[INPUT DATA]:
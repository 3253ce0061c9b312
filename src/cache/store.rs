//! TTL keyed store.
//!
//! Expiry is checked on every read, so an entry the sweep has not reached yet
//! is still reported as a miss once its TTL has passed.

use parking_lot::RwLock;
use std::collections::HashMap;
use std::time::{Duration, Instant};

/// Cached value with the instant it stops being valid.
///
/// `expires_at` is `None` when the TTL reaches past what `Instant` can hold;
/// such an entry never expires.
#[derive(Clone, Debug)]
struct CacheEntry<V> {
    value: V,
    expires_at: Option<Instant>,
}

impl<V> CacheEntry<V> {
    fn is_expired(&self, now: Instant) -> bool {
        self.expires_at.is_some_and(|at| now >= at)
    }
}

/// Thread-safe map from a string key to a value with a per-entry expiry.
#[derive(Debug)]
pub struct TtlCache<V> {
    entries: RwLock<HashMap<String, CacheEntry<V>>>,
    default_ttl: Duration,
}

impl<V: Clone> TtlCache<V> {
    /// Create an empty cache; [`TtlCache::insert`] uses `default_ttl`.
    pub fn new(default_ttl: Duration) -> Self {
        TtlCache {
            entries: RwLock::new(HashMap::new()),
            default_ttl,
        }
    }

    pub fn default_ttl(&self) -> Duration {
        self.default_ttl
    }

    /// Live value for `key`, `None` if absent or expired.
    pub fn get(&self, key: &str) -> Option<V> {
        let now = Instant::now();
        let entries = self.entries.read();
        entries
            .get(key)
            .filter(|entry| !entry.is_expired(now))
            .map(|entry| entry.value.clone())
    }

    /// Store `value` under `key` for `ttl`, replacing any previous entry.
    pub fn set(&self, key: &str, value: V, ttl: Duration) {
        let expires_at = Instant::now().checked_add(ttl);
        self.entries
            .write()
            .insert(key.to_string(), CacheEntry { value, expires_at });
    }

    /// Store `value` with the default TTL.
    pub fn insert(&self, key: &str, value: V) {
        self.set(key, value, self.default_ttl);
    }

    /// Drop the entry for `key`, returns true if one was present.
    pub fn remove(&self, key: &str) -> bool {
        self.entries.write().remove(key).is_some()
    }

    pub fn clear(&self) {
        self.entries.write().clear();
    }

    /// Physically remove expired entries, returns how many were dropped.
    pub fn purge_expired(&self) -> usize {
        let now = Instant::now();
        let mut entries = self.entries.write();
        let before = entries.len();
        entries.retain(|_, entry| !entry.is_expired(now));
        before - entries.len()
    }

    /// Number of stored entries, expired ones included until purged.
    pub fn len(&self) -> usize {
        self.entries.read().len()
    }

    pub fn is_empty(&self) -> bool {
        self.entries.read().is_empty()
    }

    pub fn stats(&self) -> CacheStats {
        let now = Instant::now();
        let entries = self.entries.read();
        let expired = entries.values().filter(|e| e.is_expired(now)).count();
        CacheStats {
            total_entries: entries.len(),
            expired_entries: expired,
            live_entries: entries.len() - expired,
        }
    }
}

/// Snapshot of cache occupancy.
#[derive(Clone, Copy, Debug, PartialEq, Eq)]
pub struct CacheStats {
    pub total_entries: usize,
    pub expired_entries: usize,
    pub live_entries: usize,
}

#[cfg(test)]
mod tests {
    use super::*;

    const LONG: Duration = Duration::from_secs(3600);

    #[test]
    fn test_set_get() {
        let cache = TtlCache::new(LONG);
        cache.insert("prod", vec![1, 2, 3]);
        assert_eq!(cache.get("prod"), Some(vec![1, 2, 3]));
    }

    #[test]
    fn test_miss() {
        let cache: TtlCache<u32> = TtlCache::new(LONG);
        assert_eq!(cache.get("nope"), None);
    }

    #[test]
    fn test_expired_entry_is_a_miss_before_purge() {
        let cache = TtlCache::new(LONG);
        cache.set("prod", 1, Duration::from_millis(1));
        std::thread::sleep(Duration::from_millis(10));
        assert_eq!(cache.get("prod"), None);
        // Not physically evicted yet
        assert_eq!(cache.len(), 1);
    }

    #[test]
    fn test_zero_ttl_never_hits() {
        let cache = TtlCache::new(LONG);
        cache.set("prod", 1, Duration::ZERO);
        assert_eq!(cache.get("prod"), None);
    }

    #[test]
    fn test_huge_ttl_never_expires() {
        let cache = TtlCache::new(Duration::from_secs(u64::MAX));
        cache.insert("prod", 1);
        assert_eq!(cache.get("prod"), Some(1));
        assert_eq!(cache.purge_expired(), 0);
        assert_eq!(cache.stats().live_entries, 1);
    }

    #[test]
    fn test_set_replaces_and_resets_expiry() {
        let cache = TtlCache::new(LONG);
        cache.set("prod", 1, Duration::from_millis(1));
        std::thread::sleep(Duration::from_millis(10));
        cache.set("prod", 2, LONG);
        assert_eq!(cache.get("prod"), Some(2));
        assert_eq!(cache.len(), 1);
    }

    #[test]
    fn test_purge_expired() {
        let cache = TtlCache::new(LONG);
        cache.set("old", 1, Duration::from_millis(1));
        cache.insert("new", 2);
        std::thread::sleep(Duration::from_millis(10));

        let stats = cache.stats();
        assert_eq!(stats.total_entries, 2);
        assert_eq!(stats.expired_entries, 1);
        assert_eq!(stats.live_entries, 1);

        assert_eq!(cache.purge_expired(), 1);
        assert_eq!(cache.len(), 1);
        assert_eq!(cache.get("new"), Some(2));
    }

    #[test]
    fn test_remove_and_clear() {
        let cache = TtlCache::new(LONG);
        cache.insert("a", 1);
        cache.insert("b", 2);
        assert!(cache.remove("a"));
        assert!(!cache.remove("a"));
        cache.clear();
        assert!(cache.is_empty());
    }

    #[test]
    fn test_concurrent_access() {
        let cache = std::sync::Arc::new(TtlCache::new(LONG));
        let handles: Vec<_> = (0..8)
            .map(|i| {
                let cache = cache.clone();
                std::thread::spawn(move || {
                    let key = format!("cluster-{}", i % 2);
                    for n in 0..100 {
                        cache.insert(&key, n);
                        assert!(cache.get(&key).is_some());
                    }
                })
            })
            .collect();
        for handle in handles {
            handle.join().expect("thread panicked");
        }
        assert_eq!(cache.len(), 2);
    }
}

[WHAT TO PRODUCE]: Above are the records. Copy every line in them holding "filter".

[OUTPUT FOR THIS EXERCISE]:
            .filter(|entry| !entry.is_expired(now))
        let expired = entries.values().filter(|e| e.is_expired(now)).count();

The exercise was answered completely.